Incidently the store index is slightly smaller than the isbn index ...

[postgres@roma tiger]$ ls -l bk_inv*
-rw-------    1 postgres postgres 1073741824 Oct 10 14:28 bk_inv
-rw-------    1 postgres postgres 1073741824 Oct 10 10:15 bk_inv.1
-rw-------    1 postgres postgres 1073741824 Oct 10 10:17 bk_inv.2
-rw-------    1 postgres postgres 1073741824 Oct 10 10:19 bk_inv.3
-rw-------    1 postgres postgres 60841984 Oct 11 15:51 bk_inv.4
-rw-------    1 postgres postgres 1073741824 Oct 10 13:37
bk_inv_isbn_idx
-rw-------    1 postgres postgres 566288384 Oct 10 14:31
bk_inv_isbn_idx.1
-rw-------    1 postgres postgres 1073741824 Oct 11 13:13
bk_inv_store_idx
-rw-------    1 postgres postgres 65921024 Oct 11 13:13
bk_inv_store_idx.1


Am I missing certain fundamentals about the planner/executor?

Thanks, David Link

Re: Understanding explain costs

From
David Link
Date:
Tom Lane wrote:
>
> David Link <dlink@soundscan.com> writes:
> >   tiger=# explain select * from bk_inv where isbn = 'foo';
> >   NOTICE:  QUERY PLAN:
>
> >   Index Scan using bk_inv_isbn_idx on bk_inv  (cost=0.00..53.13
> >   rows=13 width=48)
>
> > However, however using the store index costs are still rather high  -
> > why is that!!??
>
> >   tiger=# explain select * from bk_inv where store = 'foo';
> >   NOTICE:  QUERY PLAN:
>
> >   Index Scan using bk_inv_store_idx on bk_inv  (cost=0.00..53456.09
> >   rows=13488 width=48)
>
> Note the difference in estimated numbe.r of rows retrieved; that's where
> the cost difference comes from.  You may care to read
>
> http://www.ca.postgresql.org/users-lounge/docs/7.1/postgres/performance-tips.html
>
>                         regards, tom lane

Yes I read that Tom, thanks.  It seems to be the only thing out there on
performance tuning for Postgres that I have been able to find.

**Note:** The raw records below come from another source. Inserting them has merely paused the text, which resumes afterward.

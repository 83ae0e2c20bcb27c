use axum::extract::{Query, State};
use axum::http::Uri;
use axum::response::{IntoResponse, Response};
use serde::Deserialize;

use common::prelude::PreviewMode;

use super::{key_route, ApiError, ApiResponse};
use crate::state::ServiceState;

#[derive(Debug, Deserialize)]
pub struct KeyQuery {
    /// `1` asks for the untruncated preview
    pub full: Option<String>,
}

impl KeyQuery {
    fn mode(&self) -> PreviewMode {
        match self.full.as_deref() {
            Some("1") => PreviewMode::Full,
            _ => PreviewMode::Bounded,
        }
    }
}

#[tracing::instrument(skip(state))]
pub async fn handler(
    State(state): State<ServiceState>,
    uri: Uri,
    Query(query): Query<KeyQuery>,
) -> Result<Response, ApiError> {
    let (bucket, key) = key_route(&uri, "/key/")?;
    let mode = query.mode();
    let context = match mode {
        PreviewMode::Full => "Failed to get full key data",
        PreviewMode::Bounded => "Failed to get key details",
    };

    let value = state
        .inspect(move |inspector| inspector.key_details(&bucket, &key, mode))
        .await
        .map_err(ApiError::context(context))?;

    Ok(ApiResponse::data(value).into_response())
}
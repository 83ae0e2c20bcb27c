/**
 * Store access.
 *  - `Tx` / `Bucket` traits the rest of the crate
 *    is written against
 *  - a read-only bbolt file reader
 *  - an in-memory store for tests and
 *    pre-decoded trees
 */
pub mod store;
/**
 * Turns an ambiguous slash-joined path into
 *  a bucket handle.
 */
pub mod resolve;
/**
 * Value classification (JSON / text / binary)
 *  and preview rendering.
 */
pub mod classify;
/**
 * Fixed-width hex + ASCII dumps.
 */
pub mod hexdump;
/**
 * Opportunistic decoders for values with a
 *  known binary layout: marshalled timestamps
 *  and typed payload envelopes.
 */
pub mod decode;
/**
 * Recursive bucket summaries.
 */
pub mod tree;
/**
 * Capped depth-first key search.
 */
pub mod search;
/**
 * Per-request operations that open a snapshot,
 *  do one thing, and release it.
 */
pub mod inspect;
/**
 * Helper for setting build version information
 *  at compile time.
 */
pub mod version;
/**
 * Bolt file writer and sample data for tests.
 */
#[cfg(feature = "testkit")]
pub mod testkit;

pub mod prelude {
    pub use crate::classify::{classify, ClassifiedValue, PreviewMode, ValueKind};
    pub use crate::decode::{decode_envelope, decode_time, DecodeError, DecodedTime, Envelope};
    pub use crate::hexdump::dump;
    pub use crate::inspect::{DatabaseStats, InspectError, Inspector};
    pub use crate::resolve::{resolve, ResolveError};
    pub use crate::search::{search, SearchHit};
    pub use crate::store::{Bucket, BucketStats, Entry, StoreError, Tx};
    pub use crate::tree::{build_summary, build_tree, BucketSummary};
    pub use crate::version::{build_info, BuildInfo};
}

Thanks for the explaination.  That makes sense.  There are far fewer
unique isbns then there are vendors in my table.

--David

Re: Understanding explain costs

From
Tom Lane
Date:
David Link <dlink@soundscan.com> writes:
>   tiger=# explain select * from bk_inv where isbn = 'foo';
>   NOTICE:  QUERY PLAN:

>   Index Scan using bk_inv_isbn_idx on bk_inv  (cost=0.00..53.13
>   rows=13 width=48)

> However, however using the store index costs are still rather high  -
> why is that!!??

>   tiger=# explain select * from bk_inv where store = 'foo';
>   NOTICE:  QUERY PLAN:

>   Index Scan using bk_inv_store_idx on bk_inv  (cost=0.00..53456.09
>   rows=13488 width=48)

Note the difference in estimated number of rows retrieved; that's where
the cost difference comes from.  You may care to read

http://www.ca.postgresql.org/users-lounge/docs/7.1/postgres/performance-tips.html

            regards, tom lane